Buttermilk Pie is just an egg custard pie with attitude...

The calendar may say 10/3, but for me it’s catch-up day. I’m running a tad behind on my make-a-pie-a-day plan for October, so I’m taking this Sunday to get the first three pies baked and posted. Starting tomorrow 10/4, I’ll continue in proper daily-made fashion. First up is Buttermilk Pie, an old-timer which was surely edged over to the sidelines by the move away from d.i.y.-dairying during the second half of the twentieth century. My maternal grandparents’ dairy farm in Piedmont North Carolina supplied them with raw milk and magnificently rich sweet cream, which they turned into pastuerized milk, butter, and its byproduct, buttermilk. My grandfather’s routine afternoon snack was a tall glass filled with chunks of crumbled-up cornbread left over from Grandmother’s enormous farmhouse lunch (known then as ‘dinner’ but that’s another story), and filled to the brim with cold buttermilk. He used a long-handled spoon to mix the treat to his liking, and then savored it standing at the kitchen window, gazing out past the pecan tree into the farmyard. Grandaddy didn’t have much use for sweets, and I never have come far beyond my childhood sense of awe and alarm that someone I loved could devour something I found so sour and strange with such contentment and pleasure. Buttermilk Pie puts it together for me — the dense, refreshing quality that I imagine Grandaddy found in his glass of cornbread baptized in buttermilk, and the sweet-sour creamy goodness of a classic pie that is earning back its place on the favorite-pies table.

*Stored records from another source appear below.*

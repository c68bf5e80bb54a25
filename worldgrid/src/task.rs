//! Bounded fan-out of independent tasks inside of a map tick, with a join barrier.

use std::sync::Arc;

use rayon::prelude::*;
use rayon::{ThreadPool, ThreadPoolBuilder};

use tracing::warn;


/// A bounded task manager owning a pool of long-lived worker threads, it runs a batch
/// of tasks on at most `workers` threads and returns only when all of them are done.
/// Cloning the manager shares the same pool.
#[derive(Debug, Clone)]
pub struct TaskManager {
    workers: usize,
    /// Worker threads, none if the tasks are run on the calling thread.
    pool: Option<Arc<ThreadPool>>,
}

impl TaskManager {

    pub fn new(workers: usize) -> Self {

        let workers = workers.max(1);
        if workers == 1 {
            return Self { workers, pool: None };
        }

        let pool = ThreadPoolBuilder::new()
            .num_threads(workers)
            .thread_name(|i| format!("Map Task #{i}"))
            .build();

        match pool {
            Ok(pool) => Self { workers, pool: Some(Arc::new(pool)) },
            Err(e) => {
                warn!("failed to start {workers} map task threads, running tasks inline: {e}");
                Self { workers: 1, pool: None }
            }
        }

    }

    #[inline]
    pub fn workers(&self) -> usize {
        self.workers
    }

    /// Run the function on every item, at most `workers` items are processed at the
    /// same time. Results are returned in the order of the items.
    pub fn run<T, R, F>(&self, items: Vec<T>, func: F) -> Vec<R>
    where
        T: Send,
        R: Send,
        F: Fn(T) -> R + Send + Sync,
    {
        match &self.pool {
            Some(pool) if items.len() > 1 => pool.install(|| items.into_par_iter().map(func).collect()),
            _ => items.into_iter().map(func).collect(),
        }
    }

}


#[cfg(test)]
mod tests {

    use std::collections::HashSet;
    use std::sync::Mutex;
    use std::thread;
    use std::time::Duration;

    use super::*;

    #[test]
    fn results_in_order() {
        let manager = TaskManager::new(4);
        let results = manager.run((0..100u32).collect(), |i| {
            if i % 7 == 0 {
                thread::sleep(Duration::from_millis(1));
            }
            i * 2
        });
        assert_eq!(results, (0..100u32).map(|i| i * 2).collect::<Vec<_>>());
    }

    #[test]
    fn bounded_workers() {

        let names = Mutex::new(HashSet::new());
        let manager = TaskManager::new(3);
        manager.run((0..32).collect::<Vec<u32>>(), |_| {
            thread::sleep(Duration::from_millis(1));
            let name = thread::current().name().map(str::to_string);
            names.lock().unwrap().insert(name);
        });

        let names = names.into_inner().unwrap();
        assert!(!names.is_empty());
        assert!(names.len() <= 3);

    }

    #[test]
    fn workers_outlive_batches() {

        let manager = TaskManager::new(2);
        let first = Mutex::new(HashSet::new());
        let second = Mutex::new(HashSet::new());

        for names in [&first, &second] {
            manager.clone().run((0..16).collect::<Vec<u32>>(), |_| {
                thread::sleep(Duration::from_millis(1));
                names.lock().unwrap().insert(thread::current().id());
            });
        }

        // Both batches only ran on the same two pool threads.
        let mut all = first.into_inner().unwrap();
        all.extend(second.into_inner().unwrap());
        assert!(all.len() <= 2);
        assert!(!all.contains(&thread::current().id()));

    }

    #[test]
    fn mutable_items() {
        let mut values = vec![1, 2, 3, 4, 5];
        let manager = TaskManager::new(2);
        manager.run(values.iter_mut().collect(), |value: &mut i32| *value *= 10);
        assert_eq!(values, [10, 20, 30, 40, 50]);
    }

    #[test]
    fn inline_cases() {
        let manager = TaskManager::new(1);
        assert_eq!(manager.workers(), 1);
        assert_eq!(manager.run(vec![1, 2, 3], |i| i + 1), [2, 3, 4]);
        let manager = TaskManager::new(8);
        assert_eq!(manager.run(Vec::<u32>::new(), |i| i), Vec::<u32>::new());
        assert_eq!(manager.run(vec![5], |i| i), [5]);
    }

}
//! Entities entering and leaving a map, players and the end of tick remove list.

use std::mem;

use tracing::{debug, error, warn};

use crate::coord::CellCoord;
use crate::entity::{Entity, EntityData, EntityId, EntityKind};
use crate::respawn::RespawnRecord;
use crate::spawn::SpawnKind;

use super::{Map, MapError, MapEvent};


impl Map {

    /// Add an entity to this map. Active entities load their grid, other entities only
    /// need their grid to be created. Players are routed to [`Self::add_player`].
    pub fn add_to_map(&mut self, entity: Entity) -> Result<EntityId, MapError> {

        let id = entity.id();
        if id.kind == EntityKind::Player {
            return self.add_player(entity);
        } else if id.kind == EntityKind::Corpse {
            return self.add_corpse(entity);
        }

        if self.entities.contains_key(&id) {
            return Err(MapError::AlreadyInMap(id));
        }

        let cell = self.entity_cell(&entity)?;
        let (active, position) = (entity.active, entity.position);
        if active {
            self.ensure_grid_loaded_for_active_object(cell, id);
        } else {
            self.ensure_grid_created(cell.grid());
        }

        self.insert_in_world(entity, cell);
        if active {
            self.load_grids_in_range(position);
        }

        Ok(id)

    }

    /// Compute the cell of an entity about to enter the map.
    pub(super) fn entity_cell(&self, entity: &Entity) -> Result<CellCoord, MapError> {
        let pos = entity.position.pos;
        entity.position.cell().ok_or_else(|| {
            warn!("entity {} has invalid coordinates ({}, {}) in map {}", entity.id(), pos.x, pos.y, self.key.map_id);
            MapError::InvalidCoord { x: pos.x, y: pos.y }
        })
    }

    /// Insert an entity in the directory and index it in the given cell, its grid must
    /// exist. Every secondary directory is updated.
    pub(super) fn insert_in_world(&mut self, entity: Entity, cell: CellCoord) -> EntityId {

        let id = entity.id();
        let active = entity.active;
        let private = entity.private_owner.is_some();
        let transport = entity.is_transport();

        self.index_spawn(&entity);
        self.entities.insert(id, entity);

        let live = self.add_to_grid(id, cell);
        if let Some(entity) = self.entities.get_mut(&id) {
            entity.in_world = live;
        }

        if active {
            self.add_to_active(id);
        }

        if transport {
            self.transports.insert(id);
        }

        if private {
            self.ctx.phases.register(self.key, id);
        }

        self.push_event(MapEvent::Added(id));
        id

    }

    /// Remove an entity from the map immediately and give it back. Prefer
    /// [`Self::add_to_remove_list`] while the entity may still be referenced in the
    /// current tick.
    pub fn remove_from_map(&mut self, id: EntityId) -> Option<Entity> {

        if id.kind == EntityKind::Player {
            return self.remove_player(id);
        }

        let entity = self.entities.get(&id)?;
        let (active, private) = (entity.active, entity.private_owner.is_some());

        if active {
            self.remove_from_active(id);
        }

        if private {
            self.ctx.phases.unregister(self.key, id);
        }

        self.remove_from_grid(id);
        self.remove_from_transports(id);
        self.transports.swap_remove(&id);
        self.remove_list.swap_remove(&id);
        self.move_lists.forget(id);

        let mut entity = self.entities.swap_remove(&id)?;
        self.unindex_spawn(&entity);
        if id.kind == EntityKind::Corpse {
            self.corpses.remove(&entity);
        }

        entity.in_world = false;
        self.push_event(MapEvent::Removed(id));
        Some(entity)

    }

    /// Add a player to this map, its grid is loaded and becomes active.
    pub fn add_player(&mut self, mut entity: Entity) -> Result<EntityId, MapError> {

        let id = entity.id();
        if id.kind != EntityKind::Player {
            return self.add_to_map(entity);
        }

        if self.entities.contains_key(&id) {
            return Err(MapError::AlreadyInMap(id));
        }

        let cell = self.entity_cell(&entity)?;
        // Loading the grid for a player requires it to be known by the phase tracker.
        self.ctx.phases.register(self.key, id);

        let zone_id = self.ctx.terrain.zone_at(self.key.map_id, entity.position.pos);
        let mut ghost = false;
        if let Some(player) = entity.as_player_mut() {
            player.zone_id = zone_id;
            player.visible.clear();
            player.outgoing.clear();
            ghost = player.ghost;
        }

        entity.active = true;
        let position = entity.position;
        self.entities.insert(id, entity);
        self.ensure_grid_loaded_for_active_object(cell, id);

        let live = self.add_to_grid(id, cell);
        if let Some(entity) = self.entities.get_mut(&id) {
            entity.in_world = live;
        }

        self.load_grids_in_range(position);

        self.players.insert(id);
        self.send_zone_dynamic_info(zone_id, id);

        if !ghost {
            self.convert_corpse_to_bones(id);
        }

        debug!("player {id} entered map {} at cell {cell}", self.key.map_id);
        self.push_event(MapEvent::Added(id));
        Ok(id)

    }

    /// Remove a player from this map and give it back.
    pub fn remove_player(&mut self, id: EntityId) -> Option<Entity> {

        if !self.players.swap_remove(&id) {
            return None;
        }

        self.ctx.phases.unregister(self.key, id);
        self.remove_from_grid(id);

        self.remove_from_transports(id);

        let mut entity = self.entities.swap_remove(&id)?;
        entity.in_world = false;
        debug!("player {id} left map {}", self.key.map_id);
        self.push_event(MapEvent::Removed(id));
        Some(entity)

    }

    /// Unboard an entity leaving the map from every transport.
    fn remove_from_transports(&mut self, id: EntityId) {
        for transport in &self.transports {
            if let Some(data) = self.entities.get_mut(transport).and_then(Entity::as_transport_mut) {
                data.passengers.swap_remove(&id);
            }
        }
    }

    /// Queue an entity to be destroyed at the end of the tick, players cannot be queued.
    pub fn add_to_remove_list(&mut self, id: EntityId) -> bool {
        if id.kind == EntityKind::Player {
            error!("player {id} cannot be added to the remove list of map {}", self.key.map_id);
            false
        } else if self.entities.contains_key(&id) {
            self.remove_list.insert(id)
        } else {
            false
        }
    }

    #[inline]
    pub fn is_in_remove_list(&self, id: EntityId) -> bool {
        self.remove_list.contains(&id)
    }

    /// Destroy every entity of the remove list, removals may queue other entities.
    pub(super) fn remove_all_objects_in_remove_list(&mut self) {
        while !self.remove_list.is_empty() {
            for id in mem::take(&mut self.remove_list) {
                match id.kind {
                    EntityKind::Player => {
                        error!("player {id} found in the remove list of map {}", self.key.map_id);
                    }
                    EntityKind::Corpse => {
                        self.remove_corpse(id);
                    }
                    EntityKind::Creature => {
                        if let Some(entity) = self.entities.get_mut(&id) {
                            self.ctx.combat.cleanup_before_delete(entity);
                        }
                        self.remove_from_map(id);
                    }
                    _ => {
                        self.remove_from_map(id);
                    }
                }
            }
        }
    }

    /// Despawn an entity at the end of the tick, optionally scheduling the respawn of
    /// its spawn after the spawn's respawn delay.
    pub fn despawn(&mut self, id: EntityId, schedule_respawn: bool) -> Result<(), MapError> {

        let entity = self.entities.get(&id).ok_or(MapError::UnknownEntity(id))?;

        if schedule_respawn {
            let kind = SpawnKind::from_entity_kind(id.kind).filter(|kind| kind.has_respawns());
            let delay = match &entity.data {
                EntityData::Creature(creature) => creature.respawn_delay,
                EntityData::GameObject(game_object) => game_object.respawn_delay,
                _ => 0,
            };
            if let (Some(kind), Some(spawn_id), Some(grid)) = (kind, entity.spawn_id, entity.home.grid()) {
                let record = RespawnRecord {
                    kind,
                    spawn_id,
                    entry: entity.entry,
                    due: self.now() + delay as u64,
                    grid_id: grid.id(),
                };
                self.save_respawn_time(record);
            }
        }

        self.add_to_remove_list(id);
        Ok(())

    }

    /// Kill a creature, its corpse decays after the configured delay and then respawns.
    pub fn kill_creature(&mut self, id: EntityId) -> Result<(), MapError> {

        let entity = self.entities.get_mut(&id).ok_or(MapError::UnknownEntity(id))?;
        self.ctx.combat.stop_combat(entity);
        let creature = entity.as_creature_mut().ok_or(MapError::UnknownEntity(id))?;

        creature.alive = false;
        creature.motion = None;
        creature.corpse_decay.reset(self.config.creature_corpse_decay);
        Ok(())

    }

    // =================== //
    //     TRANSPORTS      //
    // =================== //

    /// Board a passenger onto a transport, the passenger moves along with it.
    pub fn add_passenger(&mut self, transport: EntityId, passenger: EntityId) -> Result<(), MapError> {
        if !self.entities.contains_key(&passenger) {
            return Err(MapError::UnknownEntity(passenger));
        }
        let data = self.entities.get_mut(&transport)
            .and_then(Entity::as_transport_mut)
            .ok_or(MapError::UnknownEntity(transport))?;
        data.passengers.insert(passenger);
        Ok(())
    }

    pub fn remove_passenger(&mut self, transport: EntityId, passenger: EntityId) -> bool {
        self.entities.get_mut(&transport)
            .and_then(Entity::as_transport_mut)
            .is_some_and(|data| data.passengers.swap_remove(&passenger))
    }

}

Recipe for Nancie’s Buttermilk Pie

October 1, 2010

This pie is so simply stirred into being that the hardest part may be finding buttermilk. It’s widely available in supermarkets, and makes a delicious alternative to milk in all kinds of baking, particularly cornbread, biscuits, and pancakes.

1 unbaked 9-inch piecrust

2/3 cup sugar

3 tablespoons flour

2 eggs

1 cup buttermilk

1/4 cup butter, melted

1/2 teaspoon vanilla extract

Heat the oven to 425 degrees F. Combine sugar and flour in a medium bowl, and mix them well using a fork or a whisk.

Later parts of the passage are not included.